=== Task prompt ===
All the entries that follow are to be returned exactly.
Start of Records for the exercise
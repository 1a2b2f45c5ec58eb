//! Sparse row-height cache with incremental prefix sums.
//!
//! Rows start at the estimated height; a row reports its real height once it has been laid out.
//! Only the difference between measured and estimated height is stored, in a Fenwick tree, so
//! offsets, totals, and offset-to-row lookups are all `O(log n)` and a new measurement costs
//! `O(log n)` instead of a full re-scan.

use std::collections::HashMap;

/// Read-only view of a vertical row layout.
pub trait RowLayout {
    /// Number of rows
    fn row_count(&self) -> usize;

    /// Accumulated height of all rows strictly before `index` (clamped to the row count)
    fn offset_of(&self, index: usize) -> u64;

    /// Row whose vertical span contains `offset`; the last row when `offset` is past the end.
    /// Undefined (returns 0) when there are no rows.
    fn row_at(&self, offset: u64) -> usize;

    fn total_height(&self) -> u64 {
        self.offset_of(self.row_count())
    }
}

/// Measured heights over an estimated baseline.
#[derive(Debug, Clone)]
pub struct HeightIndex {
    estimated: u32,
    len: usize,
    measured: HashMap<usize, u32>,
    /// 1-based Fenwick tree of `measured - estimated` deltas; `tree.len() == capacity + 1`
    tree: Vec<i64>,
}

const MIN_CAPACITY: usize = 16;

impl HeightIndex {
    /// `estimated` is clamped to at least 1.
    pub fn new(estimated: u32) -> Self {
        Self {
            estimated: estimated.max(1),
            len: 0,
            measured: HashMap::new(),
            tree: vec![0],
        }
    }

    pub fn len(&self) -> usize {
        self.len
    }

    pub fn is_empty(&self) -> bool {
        self.len == 0
    }

    pub fn estimated_height(&self) -> u32 {
        self.estimated
    }

    pub fn measured_count(&self) -> usize {
        self.measured.len()
    }

    fn capacity(&self) -> usize {
        self.tree.len() - 1
    }

    /// Grow (or shrink) the row count. New rows use the estimate.
    pub fn set_len(&mut self, len: usize) {
        if len < self.len {
            self.measured.retain(|&index, _| index < len);
            self.len = len;
            self.rebuild(self.capacity());
        } else if len > self.capacity() {
            self.len = len;
            self.rebuild(len.next_power_of_two().max(MIN_CAPACITY));
        } else {
            self.len = len;
        }
    }

    pub fn measured(&self, index: usize) -> Option<u32> {
        self.measured.get(&index).copied()
    }

    pub fn height_of(&self, index: usize) -> u32 {
        self.measured(index).unwrap_or(self.estimated)
    }

    /// Record a measured height, returning the change relative to the previous height.
    ///
    /// Indices at or past the row count are ignored and return 0.
    pub fn set_measured(&mut self, index: usize, height: u32) -> i64 {
        if index >= self.len {
            return 0;
        }
        let previous = self.height_of(index);
        self.measured.insert(index, height);
        let delta = height as i64 - previous as i64;
        if delta != 0 {
            self.add(index, delta);
        }
        delta
    }

    /// Forget every measurement (e.g. after the layout width changed).
    pub fn clear_measurements(&mut self) {
        self.measured.clear();
        self.tree.iter_mut().for_each(|node| *node = 0);
    }

    fn rebuild(&mut self, capacity: usize) {
        self.tree = vec![0; capacity + 1];
        let estimated = self.estimated as i64;
        let deltas: Vec<(usize, i64)> = self
            .measured
            .iter()
            .map(|(&index, &height)| (index, height as i64 - estimated))
            .collect();
        for (index, delta) in deltas {
            if delta != 0 {
                self.add(index, delta);
            }
        }
    }

    fn add(&mut self, index: usize, delta: i64) {
        let capacity = self.capacity();
        let mut node = index + 1;
        while node <= capacity {
            self.tree[node] += delta;
            node += node & node.wrapping_neg();
        }
    }

    fn delta_before(&self, count: usize) -> i64 {
        let mut node = count;
        let mut sum = 0;
        while node > 0 {
            sum += self.tree[node];
            node &= node - 1;
        }
        sum
    }
}

impl RowLayout for HeightIndex {
    fn row_count(&self) -> usize {
        self.len
    }

    fn offset_of(&self, index: usize) -> u64 {
        let count = index.min(self.len);
        let offset = count as i64 * self.estimated as i64 + self.delta_before(count);
        offset.max(0) as u64
    }

    fn row_at(&self, offset: u64) -> usize {
        if self.len == 0 {
            return 0;
        }
        let target = offset.min(i64::MAX as u64) as i64;
        let estimated = self.estimated as i64;

        // Fenwick descent for the largest row count whose prefix height is <= target.
        let mut pos = 0usize;
        let mut acc = 0i64;
        let mut step = self.capacity();
        while step > 0 {
            let next = pos + step;
            if next <= self.len {
                let block = step as i64 * estimated + self.tree[next];
                if acc + block <= target {
                    pos = next;
                    acc += block;
                }
            }
            step >>= 1;
        }
        pos.min(self.len - 1)
    }
}

#[cfg(test)]
mod tests {
    use super::*;

    fn brute_offset(index: &HeightIndex, row: usize) -> u64 {
        (0..row.min(index.len()))
            .map(|i| index.height_of(i) as u64)
            .sum()
    }

    #[test]
    fn unmeasured_rows_use_estimate() {
        let mut index = HeightIndex::new(3);
        index.set_len(10);

        assert_eq!(index.total_height(), 30);
        assert_eq!(index.offset_of(4), 12);
        assert_eq!(index.row_at(0), 0);
        assert_eq!(index.row_at(2), 0);
        assert_eq!(index.row_at(3), 1);
        assert_eq!(index.row_at(29), 9);
        assert_eq!(index.row_at(500), 9);
    }

    #[test]
    fn measurements_shift_following_offsets() {
        let mut index = HeightIndex::new(2);
        index.set_len(5);

        assert_eq!(index.set_measured(1, 7), 5);
        assert_eq!(index.offset_of(1), 2);
        assert_eq!(index.offset_of(2), 9);
        assert_eq!(index.total_height(), 15);
        assert_eq!(index.row_at(8), 1);
        assert_eq!(index.row_at(9), 2);

        // Re-measuring reports only the change.
        assert_eq!(index.set_measured(1, 4), -3);
        assert_eq!(index.total_height(), 12);
    }

    #[test]
    fn zero_height_rows_are_skipped_by_lookup() {
        let mut index = HeightIndex::new(1);
        index.set_len(4);
        index.set_measured(1, 0);

        assert_eq!(index.offset_of(2), 1);
        assert_eq!(index.row_at(1), 2);
    }

    #[test]
    fn growth_preserves_measurements() {
        let mut index = HeightIndex::new(1);
        index.set_len(3);
        index.set_measured(2, 5);

        index.set_len(1000);
        assert_eq!(index.measured(2), Some(5));
        assert_eq!(index.total_height(), 1004);
        for row in [0, 2, 3, 17, 999, 1000] {
            assert_eq!(index.offset_of(row), brute_offset(&index, row));
        }
    }

    #[test]
    fn shrink_drops_measurements_past_end() {
        let mut index = HeightIndex::new(1);
        index.set_len(10);
        index.set_measured(8, 4);
        index.set_measured(2, 4);

        index.set_len(5);
        assert_eq!(index.measured(8), None);
        assert_eq!(index.total_height(), 8);
    }

    #[test]
    fn out_of_range_measurement_is_ignored() {
        let mut index = HeightIndex::new(1);
        index.set_len(2);
        assert_eq!(index.set_measured(2, 10), 0);
        assert_eq!(index.total_height(), 2);
    }

    #[test]
    fn clear_restores_estimates() {
        let mut index = HeightIndex::new(2);
        index.set_len(4);
        index.set_measured(0, 9);
        index.clear_measurements();

        assert_eq!(index.measured_count(), 0);
        assert_eq!(index.total_height(), 8);
    }

    #[test]
    fn zero_estimate_is_clamped() {
        let mut index = HeightIndex::new(0);
        index.set_len(3);
        assert_eq!(index.estimated_height(), 1);
        assert_eq!(index.total_height(), 3);
    }

    #[test]
    fn empty_index_has_no_height() {
        let index = HeightIndex::new(4);
        assert_eq!(index.total_height(), 0);
        assert_eq!(index.row_at(10), 0);
    }
}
End of Records for the exercise
=== Your solution ===
repository 1a2b2f45c5ec58eb
//! Sparse row-height cache with incremental prefix sums.
//!
//! Rows start at the estimated height; a row reports its real height once it has been laid out.
//! Only the difference between measured and estimated height is stored, in a Fenwick tree, so
//! offsets, totals, and offset-to-row lookups are all `O(log n)` and a new measurement costs
//! `O(log n)` instead of a full re-scan.

use std::collections::HashMap;

/// Read-only view of a vertical row layout.
pub trait RowLayout {
    /// Number of rows
    fn row_count(&self) -> usize;

    /// Accumulated height of all rows strictly before `index` (clamped to the row count)
    fn offset_of(&self, index: usize) -> u64;

    /// Row whose vertical span contains `offset`; the last row when `offset` is past the end.
    /// Undefined (returns 0) when there are no rows.
    fn row_at(&self, offset: u64) -> usize;

    fn total_height(&self) -> u64 {
        self.offset_of(self.row_count())
    }
}

/// Measured heights over an estimated baseline.
#[derive(Debug, Clone)]
pub struct HeightIndex {
    estimated: u32,
    len: usize,
    measured: HashMap<usize, u32>,
    /// 1-based Fenwick tree of `measured - estimated` deltas; `tree.len() == capacity + 1`
    tree: Vec<i64>,
}

const MIN_CAPACITY: usize = 16;

impl HeightIndex {
    /// `estimated` is clamped to at least 1.
    pub fn new(estimated: u32) -> Self {
        Self {
            estimated: estimated.max(1),
            len: 0,
            measured: HashMap::new(),
            tree: vec![0],
        }
    }

    pub fn len(&self) -> usize {
        self.len
    }

    pub fn is_empty(&self) -> bool {
        self.len == 0
    }

    pub fn estimated_height(&self) -> u32 {
        self.estimated
    }

    pub fn measured_count(&self) -> usize {
        self.measured.len()
    }

    fn capacity(&self) -> usize {
        self.tree.len() - 1
    }

    /// Grow (or shrink) the row count. New rows use the estimate.
    pub fn set_len(&mut self, len: usize) {
        if len < self.len {
            self.measured.retain(|&index, _| index < len);
            self.len = len;
            self.rebuild(self.capacity());
        } else if len > self.capacity() {
            self.len = len;
            self.rebuild(len.next_power_of_two().max(MIN_CAPACITY));
        } else {
            self.len = len;
        }
    }

    pub fn measured(&self, index: usize) -> Option<u32> {
        self.measured.get(&index).copied()
    }

    pub fn height_of(&self, index: usize) -> u32 {
        self.measured(index).unwrap_or(self.estimated)
    }

    /// Record a measured height, returning the change relative to the previous height.
    ///
    /// Indices at or past the row count are ignored and return 0.
    pub fn set_measured(&mut self, index: usize, height: u32) -> i64 {
        if index >= self.len {
            return 0;
        }
        let previous = self.height_of(index);
        self.measured.insert(index, height);
        let delta = height as i64 - previous as i64;
        if delta != 0 {
            self.add(index, delta);
        }
        delta
    }

    /// Forget every measurement (e.g. after the layout width changed).
    pub fn clear_measurements(&mut self) {
        self.measured.clear();
        self.tree.iter_mut().for_each(|node| *node = 0);
    }

    fn rebuild(&mut self, capacity: usize) {
        self.tree = vec![0; capacity + 1];
        let estimated = self.estimated as i64;
        let deltas: Vec<(usize, i64)> = self
            .measured
            .iter()
            .map(|(&index, &height)| (index, height as i64 - estimated))
            .collect();
        for (index, delta) in deltas {
            if delta != 0 {
                self.add(index, delta);
            }
        }
    }

    fn add(&mut self, index: usize, delta: i64) {
        let capacity = self.capacity();
        let mut node = index + 1;
        while node <= capacity {
            self.tree[node] += delta;
            node += node & node.wrapping_neg();
        }
    }

    fn delta_before(&self, count: usize) -> i64 {
        let mut node = count;
        let mut sum = 0;
        while node > 0 {
            sum += self.tree[node];
            node &= node - 1;
        }
        sum
    }
}

impl RowLayout for HeightIndex {
    fn row_count(&self) -> usize {
        self.len
    }

    fn offset_of(&self, index: usize) -> u64 {
        let count = index.min(self.len);
        let offset = count as i64 * self.estimated as i64 + self.delta_before(count);
        offset.max(0) as u64
    }

    fn row_at(&self, offset: u64) -> usize {
        if self.len == 0 {
            return 0;
        }
        let target = offset.min(i64::MAX as u64) as i64;
        let estimated = self.estimated as i64;

        // Fenwick descent for the largest row count whose prefix height is <= target.
        let mut pos = 0usize;
        let mut acc = 0i64;
        let mut step = self.capacity();
        while step > 0 {
            let next = pos + step;
            if next <= self.len {
                let block = step as i64 * estimated + self.tree[next];
                if acc + block <= target {
                    pos = next;
                    acc += block;
                }
            }
            step >>= 1;
        }
        pos.min(self.len - 1)
    }
}

#[cfg(test)]
mod tests {
    use super::*;

    fn brute_offset(index: &HeightIndex, row: usize) -> u64 {
        (0..row.min(index.len()))
            .map(|i| index.height_of(i) as u64)
            .sum()
    }

    #[test]
    fn unmeasured_rows_use_estimate() {
        let mut index = HeightIndex::new(3);
        index.set_len(10);

        assert_eq!(index.total_height(), 30);
        assert_eq!(index.offset_of(4), 12);
        assert_eq!(index.row_at(0), 0);
        assert_eq!(index.row_at(2), 0);
        assert_eq!(index.row_at(3), 1);
        assert_eq!(index.row_at(29), 9);
        assert_eq!(index.row_at(500), 9);
    }

    #[test]
    fn measurements_shift_following_offsets() {
        let mut index = HeightIndex::new(2);
        index.set_len(5);

        assert_eq!(index.set_measured(1, 7), 5);
        assert_eq!(index.offset_of(1), 2);
        assert_eq!(index.offset_of(2), 9);
        assert_eq!(index.total_height(), 15);
        assert_eq!(index.row_at(8), 1);
        assert_eq!(index.row_at(9), 2);

        // Re-measuring reports only the change.
        assert_eq!(index.set_measured(1, 4), -3);
        assert_eq!(index.total_height(), 12);
    }

    #[test]
    fn zero_height_rows_are_skipped_by_lookup() {
        let mut index = HeightIndex::new(1);
        index.set_len(4);
        index.set_measured(1, 0);

        assert_eq!(index.offset_of(2), 1);
        assert_eq!(index.row_at(1), 2);
    }

    #[test]
    fn growth_preserves_measurements() {
        let mut index = HeightIndex::new(1);
        index.set_len(3);
        index.set_measured(2, 5);

        index.set_len(1000);
        assert_eq!(index.measured(2), Some(5));
        assert_eq!(index.total_height(), 1004);
        for row in [0, 2, 3, 17, 999, 1000] {
            assert_eq!(index.offset_of(row), brute_offset(&index, row));
        }
    }

    #[test]
    fn shrink_drops_measurements_past_end() {
        let mut index = HeightIndex::new(1);
        index.set_len(10);
        index.set_measured(8, 4);
        index.set_measured(2, 4);

        index.set_len(5);
        assert_eq!(index.measured(8), None);
        assert_eq!(index.total_height(), 8);
    }

    #[test]
    fn out_of_range_measurement_is_ignored() {
        let mut index = HeightIndex::new(1);
        index.set_len(2);
        assert_eq!(index.set_measured(2, 10), 0);
        assert_eq!(index.total_height(), 2);
    }

    #[test]
    fn clear_restores_estimates() {
        let mut index = HeightIndex::new(2);
        index.set_len(4);
        index.set_measured(0, 9);
        index.clear_measurements();

        assert_eq!(index.measured_count(), 0);
        assert_eq!(index.total_height(), 8);
    }

    #[test]
    fn zero_estimate_is_clamped() {
        let mut index = HeightIndex::new(0);
        index.set_len(3);
        assert_eq!(index.estimated_height(), 1);
        assert_eq!(index.total_height(), 3);
    }

    #[test]
    fn empty_index_has_no_height() {
        let index = HeightIndex::new(4);
        assert_eq!(index.total_height(), 0);
        assert_eq!(index.row_at(10), 0);
    }
}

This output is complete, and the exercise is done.